Replace v8::Object::Set with CreateDataProperty for security reasons.

chrome/renderer/extensions/automation_internal_custom_bindings.cc

 // Copyright 2014 The Chromium Authors. All rights reserved.
 // Use of this source code is governed by a BSD-style license that can be
 // found in the LICENSE file.
 
 #include "chrome/renderer/extensions/automation_internal_custom_bindings.h"
 
 #include <stddef.h>
 #include <stdint.h>
 
 #include <memory>
@@ skipping 29 matching lines @@
       v8::String::NewFromUtf8(
           isolate,
           "Invalid arguments to AutomationInternalCustomBindings function",
           v8::NewStringType::kNormal)
           .ToLocalChecked());
 
   LOG(FATAL) << "Invalid arguments to AutomationInternalCustomBindings function"
              << automation_bindings->context()->GetStackTraceAsString();
 }
 
-v8::Local<v8::Value> CreateV8String(v8::Isolate* isolate, const char* str) {
-  return v8::String::NewFromUtf8(isolate, str, v8::String::kNormalString,
-                                 strlen(str));
+v8::Local<v8::String> CreateV8String(v8::Isolate* isolate,
+                                     const std::string& str) {
+  return v8::String::NewFromUtf8(isolate, str.c_str(),

[Devlin, 2017/04/24 20:01:42]

nit: Let's use gin::StringToSymbol()

[dmazzoni, 2017/04/26 00:09:35]

Done.

+                                 v8::String::kNormalString, str.length());
 }
 
-v8::Local<v8::Value> CreateV8String(v8::Isolate* isolate,
-                                    const std::string& str) {
-  return v8::String::NewFromUtf8(isolate, str.c_str(),
-                                 v8::String::kNormalString, str.length());
+// Note: when building up an object to return from one of the
+// automation API bindings like a rect ({left: 0, top: 0, ...}) or
+// something like that, we should use this function instead of
+// v8::Object::Set, because a malicious extension author could use
+// Object.defineProperty to override a setter and trigger all sorts of
+// things to happen in the middle of one of our functions below.

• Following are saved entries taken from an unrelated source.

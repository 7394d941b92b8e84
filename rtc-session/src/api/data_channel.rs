use std::collections::VecDeque;
use std::sync::{Arc, Mutex};

use bytes::Bytes;
use log::trace;
use tokio::sync::{mpsc, oneshot, watch};

use super::Request;
use super::stream::{MessageOnce, MessageStream};
use crate::data_channel::{RTCDataChannelId, RTCDataChannelMessage, RTCDataChannelState};
use crate::error::{Error, Result};

#[derive(Debug, Clone, Default)]
pub(crate) struct ChannelStatus {
    pub(crate) state: RTCDataChannelState,
    /// Why the channel failed, when it did.
    pub(crate) error: Option<Error>,
}

/// Where inbound messages go. Messages arriving while nobody listens wait in
/// `backlog` for the first subscription.
#[derive(Default)]
struct Inbox {
    subscribers: Vec<mpsc::UnboundedSender<RTCDataChannelMessage>>,
    once: Vec<oneshot::Sender<Result<RTCDataChannelMessage>>>,
    backlog: VecDeque<RTCDataChannelMessage>,
}

impl Inbox {
    fn deliver(&mut self, message: RTCDataChannelMessage) {
        let mut delivered = false;
        for waiter in self.once.drain(..) {
            delivered |= waiter.send(Ok(message.clone())).is_ok();
        }
        self.subscribers
            .retain(|subscriber| subscriber.send(message.clone()).is_ok());
        if !delivered && self.subscribers.is_empty() {
            self.backlog.push_back(message);
        }
    }
}

/// State of one channel shared between its handles and the connection task.
pub(crate) struct ChannelShared {
    id: RTCDataChannelId,
    label: String,
    protocol: String,
    status: watch::Sender<ChannelStatus>,
    inbox: Mutex<Inbox>,
}

impl ChannelShared {
    pub(crate) fn new(id: RTCDataChannelId, label: String, protocol: String) -> Self {
        ChannelShared {
            id,
            label,
            protocol,
            status: watch::Sender::new(ChannelStatus::default()),
            inbox: Mutex::new(Inbox::default()),
        }
    }

    fn is_closed(&self) -> bool {
        self.status.borrow().state == RTCDataChannelState::Closed
    }

    pub(crate) fn set_state(&self, state: RTCDataChannelState) {
        self.status.send_modify(|status| status.state = state);
    }

    pub(crate) fn set_error(&self, error: Error) {
        self.status.send_modify(|status| status.error = Some(error));
    }

    pub(crate) fn deliver(&self, message: RTCDataChannelMessage) {
        match self.inbox.lock() {
            Ok(mut inbox) => inbox.deliver(message),
            Err(err) => trace!("dropping message on data channel {}: {err}", self.id),
        }
    }

    fn subscribe(&self) -> MessageStream {
        let (tx, rx) = mpsc::unbounded_channel();
        if let Ok(mut inbox) = self.inbox.lock() {
            for message in inbox.backlog.drain(..) {
                let _ = tx.send(message);
            }
            // close() marks the state before it clears subscribers
            if !self.is_closed() {
                inbox.subscribers.push(tx);
            }
        }
        MessageStream { rx }
    }

    fn subscribe_once(&self) -> MessageOnce {
        let (tx, rx) = oneshot::channel();
        match self.inbox.lock() {
            Ok(mut inbox) => {
                if let Some(message) = inbox.backlog.pop_front() {
                    let _ = tx.send(Ok(message));
                } else if self.is_closed() {
                    let _ = tx.send(Err(Error::ErrDataChannelClosed));
                } else {
                    inbox.once.push(tx);
                }
            }
            Err(err) => {
                let _ = tx.send(Err(Error::from(err)));
            }
        }
        MessageOnce { rx }
    }

    /// Ends every subscription; the channel is gone. Undelivered messages
    /// stay readable.
    pub(crate) fn close(&self) {
        self.set_state(RTCDataChannelState::Closed);
        if let Ok(mut inbox) = self.inbox.lock() {
            for waiter in inbox.once.drain(..) {
                let _ = waiter.send(Err(Error::ErrDataChannelClosed));
            }
            inbox.subscribers.clear();
        }
    }
}

/// A data channel owned by a [`PeerConnection`](super::PeerConnection).
///
/// Handles are cheap to clone and all refer to the same channel. Once the
/// connection closes every handle reports `closed`.
#[derive(Clone)]
pub struct DataChannel {
    shared: Arc<ChannelShared>,
    requests: mpsc::UnboundedSender<Request>,
    max_message_size: usize,
}

impl DataChannel {
    pub(crate) fn new(
        shared: Arc<ChannelShared>,
        requests: mpsc::UnboundedSender<Request>,
        max_message_size: usize,
    ) -> Self {
        DataChannel {
            shared,
            requests,
            max_message_size,
        }
    }

    pub fn id(&self) -> RTCDataChannelId {
        self.shared.id
    }

    pub fn label(&self) -> &str {
        &self.shared.label
    }

    pub fn protocol(&self) -> &str {
        &self.shared.protocol
    }

    pub fn ready_state(&self) -> RTCDataChannelState {
        self.shared.status.borrow().state
    }

    /// Resolves once the channel is open. Fails with the open error, or with
    /// [`Error::ErrDataChannelClosed`], if the channel closes first.
    pub async fn ready(&self) -> Result<()> {
        let mut status = self.shared.status.subscribe();
        loop {
            {
                let current = status.borrow_and_update();
                match current.state {
                    RTCDataChannelState::Open => return Ok(()),
                    RTCDataChannelState::Closing | RTCDataChannelState::Closed => {
                        return Err(current
                            .error
                            .clone()
                            .unwrap_or(Error::ErrDataChannelClosed));
                    }
                    RTCDataChannelState::Connecting | RTCDataChannelState::Unspecified => {}
                }
            }
            if status.changed().await.is_err() {
                return Err(Error::ErrDataChannelClosed);
            }
        }
    }

    /// Completes once the channel is closed, locally or remotely.
    pub async fn closed(&self) {
        let mut status = self.shared.status.subscribe();
        let _ = status
            .wait_for(|status| status.state == RTCDataChannelState::Closed)
            .await;
    }

    fn send_message(&self, message: RTCDataChannelMessage) -> Result<()> {
        if self.ready_state() != RTCDataChannelState::Open {
            trace!("dropping send on data channel {}: not open", self.id());
            return Ok(());
        }
        if message.data.len() > self.max_message_size {
            return Err(Error::ErrOutboundPacketTooLarge);
        }
        let _ = self.requests.send(Request::Send {
            channel: self.id(),
            message,
        });
        Ok(())
    }

    /// Sends a binary message. Does nothing unless the channel is open.
    pub fn send(&self, data: impl Into<Bytes>) -> Result<()> {
        self.send_message(RTCDataChannelMessage::binary(data))
    }

    /// Sends a text message. Does nothing unless the channel is open.
    pub fn send_text(&self, text: impl Into<String>) -> Result<()> {
        self.send_message(RTCDataChannelMessage::text(text))
    }

    /// Subscribes to every message received on the channel. Messages that
    /// arrived while the channel had no subscriber are yielded first.
    pub fn messages(&self) -> MessageStream {
        self.shared.subscribe()
    }

    /// Subscribes to the next message only.
    pub fn message_once(&self) -> MessageOnce {
        self.shared.subscribe_once()
    }

    /// Starts closing the channel; [`closed`](Self::closed) completes when done.
    pub fn close(&self) {
        let _ = self.requests.send(Request::CloseDataChannel(self.id()));
    }
}

impl std::fmt::Debug for DataChannel {
    fn fmt(&self, f: &mut std::fmt::Formatter<'_>) -> std::fmt::Result {
        f.debug_struct("DataChannel")
            .field("id", &self.shared.id)
            .field("label", &self.shared.label)
            .field("ready_state", &self.ready_state())
            .finish()
    }
}
//! Async API over [`RTCPeerConnection`].
//!
//! Every [`PeerConnection`] is backed by one tokio task that exclusively owns
//! the sans-I/O core and its engine session. Handles talk to the task over a
//! channel, so they can be used from any task.
//!
//! ```no_run
//! use rtc_session::api::APIBuilder;
//! use rtc_session::peer_connection::configuration::RTCConfiguration;
//!
//! # async fn run() -> rtc_session::error::Result<()> {
//! let api = APIBuilder::new().build();
//! let offerer = api.new_peer_connection(RTCConfiguration::default())?;
//! let answerer = api.new_peer_connection(RTCConfiguration::default())?;
//!
//! let chat = offerer.create_data_channel("chat", None).await?;
//!
//! let offer = offerer.create_offer(None).await?;
//! offerer.set_local_description(offer).await?;
//! let offer = offerer.local_description_finalized().await?;
//!
//! answerer.set_remote_description(offer).await?;
//! let answer = answerer.create_answer(None).await?;
//! answerer.set_local_description(answer).await?;
//! let answer = answerer.local_description_finalized().await?;
//! offerer.set_remote_description(answer).await?;
//!
//! chat.ready().await?;
//! chat.send_text("hello")?;
//! # Ok(())
//! # }
//! ```

pub mod data_channel;
mod driver;
pub mod stream;

use std::sync::{Arc, Mutex};

use tokio::sync::{mpsc, oneshot, watch};

pub use data_channel::DataChannel;
use driver::Driver;
pub use stream::{
    CandidateStream, IncomingDataChannels, MessageOnce, MessageStream, RemoteStreams,
};

use crate::data_channel::{RTCDataChannelId, RTCDataChannelInit, RTCDataChannelMessage};
use crate::engine::EngineFactory;
use crate::engine::loopback::LoopbackNetwork;
use crate::error::{Error, Result};
use crate::media_stream::MediaStream;
use crate::peer_connection::RTCPeerConnection;
use crate::peer_connection::configuration::{
    RTCAnswerOptions, RTCConfiguration, RTCOfferOptions,
};
use crate::peer_connection::sdp::{IntoSessionDescription, RTCSessionDescription};
use crate::peer_connection::state::{
    RTCIceGatheringState, RTCNegotiationState, RTCPeerConnectionState, RTCSignalingState,
};
use crate::peer_connection::transport::RTCIceCandidateInit;

type Reply<T> = oneshot::Sender<Result<T>>;

pub(crate) enum Request {
    AddStream(MediaStream, Reply<()>),
    CreateOffer(Option<RTCOfferOptions>, Reply<RTCSessionDescription>),
    CreateAnswer(Option<RTCAnswerOptions>, Reply<RTCSessionDescription>),
    SetLocalDescription(RTCSessionDescription, Reply<()>),
    SetRemoteDescription(RTCSessionDescription, Reply<()>),
    AddIceCandidate(RTCIceCandidateInit, Reply<()>),
    LocalDescriptionFinalized(Reply<RTCSessionDescription>),
    SubscribeCandidates(mpsc::UnboundedSender<RTCIceCandidateInit>),
    CreateDataChannel {
        label: String,
        init: Option<RTCDataChannelInit>,
        reply: Reply<DataChannel>,
    },
    Send {
        channel: RTCDataChannelId,
        message: RTCDataChannelMessage,
    },
    CloseDataChannel(RTCDataChannelId),
    Close,
}

/// What handles can observe without a round trip to the task.
#[derive(Debug, Clone, Default, PartialEq)]
pub(crate) struct Snapshot {
    pub(crate) connection_state: RTCPeerConnectionState,
    pub(crate) negotiation_state: RTCNegotiationState,
    pub(crate) signaling_state: RTCSignalingState,
    pub(crate) ice_gathering_state: RTCIceGatheringState,
    pub(crate) local_description: Option<RTCSessionDescription>,
    pub(crate) remote_description: Option<RTCSessionDescription>,
    pub(crate) closed: bool,
}

impl From<&RTCPeerConnection> for Snapshot {
    fn from(pc: &RTCPeerConnection) -> Self {
        Snapshot {
            connection_state: pc.connection_state(),
            negotiation_state: pc.negotiation_state(),
            signaling_state: pc.signaling_state(),
            ice_gathering_state: pc.ice_gathering_state(),
            local_description: pc.local_description().cloned(),
            remote_description: pc.remote_description().cloned(),
            closed: pc.is_closed(),
        }
    }
}

/// APIBuilder allows the creation of an [`API`] with a custom engine.
#[derive(Default)]
pub struct APIBuilder {
    engine_factory: Option<Arc<dyn EngineFactory>>,
}

impl APIBuilder {
    pub fn new() -> Self {
        APIBuilder::default()
    }

    /// with_engine_factory sets the engine peer connections are created on.
    /// Without one, every [`API`] gets its own [`LoopbackNetwork`].
    pub fn with_engine_factory(mut self, engine_factory: Arc<dyn EngineFactory>) -> Self {
        self.engine_factory = Some(engine_factory);
        self
    }

    pub fn build(self) -> API {
        API {
            engine_factory: self
                .engine_factory
                .unwrap_or_else(|| Arc::new(LoopbackNetwork::default())),
        }
    }
}

/// API creates peer connections sharing one engine.
pub struct API {
    engine_factory: Arc<dyn EngineFactory>,
}

impl API {
    /// new_peer_connection creates a connection and spawns the task that owns
    /// it. Must be called from within a tokio runtime.
    pub fn new_peer_connection(&self, configuration: RTCConfiguration) -> Result<PeerConnection> {
        let runtime = tokio::runtime::Handle::try_current()
            .map_err(|err| Error::Other(err.to_string()))?;

        let pc = RTCPeerConnection::new(configuration)?;
        let (engine_tx, engine_rx) = mpsc::unbounded_channel();
        let engine = self
            .engine_factory
            .create_session(pc.get_configuration(), engine_tx)?;

        let id = pc.id().to_owned();
        let max_message_size = pc.get_configuration().max_message_size();
        let (request_tx, request_rx) = mpsc::unbounded_channel();
        let (incoming_tx, incoming_rx) = mpsc::unbounded_channel();
        let (remote_streams_tx, remote_streams_rx) = mpsc::unbounded_channel();
        let (snapshot_tx, snapshot_rx) = watch::channel(Snapshot::from(&pc));

        let driver = Driver::new(
            pc,
            engine,
            request_tx.clone(),
            request_rx,
            engine_rx,
            incoming_tx,
            remote_streams_tx,
            snapshot_tx,
        );
        runtime.spawn(driver.run());

        Ok(PeerConnection {
            id,
            requests: request_tx,
            snapshot: snapshot_rx,
            incoming: Mutex::new(Some(incoming_rx)),
            remote_streams: Mutex::new(Some(remote_streams_rx)),
            max_message_size,
        })
    }
}

/// PeerConnection is the async handle of one connection. Dropping it closes
/// the connection.
pub struct PeerConnection {
    id: String,
    requests: mpsc::UnboundedSender<Request>,
    snapshot: watch::Receiver<Snapshot>,
    incoming: Mutex<Option<mpsc::UnboundedReceiver<DataChannel>>>,
    remote_streams: Mutex<Option<mpsc::UnboundedReceiver<MediaStream>>>,
    max_message_size: usize,
}

impl PeerConnection {
    async fn call<T>(&self, request: impl FnOnce(Reply<T>) -> Request) -> Result<T> {
        let (tx, rx) = oneshot::channel();
        self.requests
            .send(request(tx))
            .map_err(|_| Error::ErrConnectionClosed)?;
        rx.await.map_err(|_| Error::ErrConnectionClosed)?
    }

    pub fn id(&self) -> &str {
        &self.id
    }

    /// add_stream attaches a local stream; only valid before negotiation.
    pub async fn add_stream(&self, stream: &MediaStream) -> Result<()> {
        let stream = stream.clone();
        self.call(|reply| Request::AddStream(stream, reply)).await
    }

    pub async fn create_offer(
        &self,
        options: Option<RTCOfferOptions>,
    ) -> Result<RTCSessionDescription> {
        self.call(|reply| Request::CreateOffer(options, reply)).await
    }

    pub async fn create_answer(
        &self,
        options: Option<RTCAnswerOptions>,
    ) -> Result<RTCSessionDescription> {
        self.call(|reply| Request::CreateAnswer(options, reply)).await
    }

    /// set_local_description commits the local description and starts a
    /// gathering pass; see [`local_description_finalized`](Self::local_description_finalized).
    pub async fn set_local_description(
        &self,
        description: impl IntoSessionDescription,
    ) -> Result<()> {
        let description = description.into_session_description()?;
        self.call(|reply| Request::SetLocalDescription(description, reply))
            .await
    }

    pub async fn set_remote_description(
        &self,
        description: impl IntoSessionDescription,
    ) -> Result<()> {
        let description = description.into_session_description()?;
        self.call(|reply| Request::SetRemoteDescription(description, reply))
            .await
    }

    /// add_ice_candidate hands a remote candidate to the engine. An empty
    /// `candidate` marks the remote end-of-candidates.
    pub async fn add_ice_candidate(&self, candidate: RTCIceCandidateInit) -> Result<()> {
        self.call(|reply| Request::AddIceCandidate(candidate, reply))
            .await
    }

    /// Resolves with the local description of the current gathering pass
    /// once it is final: with every candidate merged under the `complete`
    /// policy, as soon as it is applied under `trickle`.
    pub async fn local_description_finalized(&self) -> Result<RTCSessionDescription> {
        self.call(Request::LocalDescriptionFinalized).await
    }

    pub fn local_description(&self) -> Option<RTCSessionDescription> {
        self.snapshot.borrow().local_description.clone()
    }

    pub fn remote_description(&self) -> Option<RTCSessionDescription> {
        self.snapshot.borrow().remote_description.clone()
    }

    pub fn connection_state(&self) -> RTCPeerConnectionState {
        self.snapshot.borrow().connection_state
    }

    pub fn negotiation_state(&self) -> RTCNegotiationState {
        self.snapshot.borrow().negotiation_state
    }

    pub fn signaling_state(&self) -> RTCSignalingState {
        self.snapshot.borrow().signaling_state
    }

    pub fn ice_gathering_state(&self) -> RTCIceGatheringState {
        self.snapshot.borrow().ice_gathering_state
    }

    /// Resolves once the connection is connected. Fails if it fails or
    /// closes first.
    pub async fn connected(&self) -> Result<()> {
        let mut snapshot = self.snapshot.clone();
        loop {
            {
                let current = snapshot.borrow_and_update();
                if current.closed {
                    return Err(Error::ErrConnectionClosed);
                }
                match current.connection_state {
                    RTCPeerConnectionState::Connected => return Ok(()),
                    RTCPeerConnectionState::Failed => {
                        return Err(Error::ErrEngine(format!("[{}] connection failed", self.id)));
                    }
                    RTCPeerConnectionState::Closed => return Err(Error::ErrConnectionClosed),
                    _ => {}
                }
            }
            if snapshot.changed().await.is_err() {
                return Err(Error::ErrConnectionClosed);
            }
        }
    }

    /// Local candidates of the current gathering pass.
    pub fn candidates(&self) -> CandidateStream {
        let (tx, rx) = mpsc::unbounded_channel();
        let _ = self.requests.send(Request::SubscribeCandidates(tx));
        CandidateStream { rx }
    }

    /// create_data_channel returns a handle in the `connecting` state.
    pub async fn create_data_channel(
        &self,
        label: &str,
        init: Option<RTCDataChannelInit>,
    ) -> Result<DataChannel> {
        let label = label.to_owned();
        self.call(|reply| Request::CreateDataChannel { label, init, reply })
            .await
    }

    /// open_data_channel resolves once the channel is open.
    pub async fn open_data_channel(
        &self,
        label: &str,
        init: Option<RTCDataChannelInit>,
    ) -> Result<DataChannel> {
        let data_channel = self.create_data_channel(label, init).await?;
        data_channel.ready().await?;
        Ok(data_channel)
    }

    /// Channels opened by the remote peer. Can only be taken once.
    pub fn incoming_data_channels(&self) -> Result<IncomingDataChannels> {
        let rx = self.incoming.lock()?.take().ok_or(Error::ErrAlreadySubscribed)?;
        Ok(IncomingDataChannels { rx })
    }

    /// Media streams the remote peer attached, announced once the connection
    /// is up. Can only be taken once.
    pub fn remote_streams(&self) -> Result<RemoteStreams> {
        let rx = self
            .remote_streams
            .lock()?
            .take()
            .ok_or(Error::ErrAlreadySubscribed)?;
        Ok(RemoteStreams { rx })
    }

    pub fn max_message_size(&self) -> usize {
        self.max_message_size
    }

    pub fn is_closed(&self) -> bool {
        self.snapshot.borrow().closed || self.requests.is_closed()
    }

    /// Closes the connection. Every pending operation resolves with
    /// [`Error::ErrConnectionClosed`]; calling it again does nothing.
    pub fn close(&self) {
        let _ = self.requests.send(Request::Close);
    }
}

impl Drop for PeerConnection {
    fn drop(&mut self) {
        self.close();
    }
}
use bytes::Bytes;

/// RTCDataChannelMessage represents a message sent or received on a
/// data channel. `is_string` is set when the payload is UTF-8 text,
/// otherwise the message is binary.
#[derive(Default, Debug, Clone, PartialEq, Eq)]
pub struct RTCDataChannelMessage {
    pub is_string: bool,
    pub data: Bytes,
}

impl RTCDataChannelMessage {
    pub fn text(s: impl Into<String>) -> Self {
        RTCDataChannelMessage {
            is_string: true,
            data: Bytes::from(s.into()),
        }
    }

    pub fn binary(data: impl Into<Bytes>) -> Self {
        RTCDataChannelMessage {
            is_string: false,
            data: data.into(),
        }
    }

    /// Returns the payload as text when it was sent as a string and is
    /// valid UTF-8.
    pub fn as_text(&self) -> Option<&str> {
        if self.is_string {
            std::str::from_utf8(&self.data).ok()
        } else {
            None
        }
    }
}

[Devlin, 2017/04/24 20:01:42]

I'd expand this to say that this is only safe if the |object| is passed into
this function before it can be exposed to any untrusted script.  This isn't a
panacea for getters/setters, and only works because we know that the object
can't have any getters/setters installed yet.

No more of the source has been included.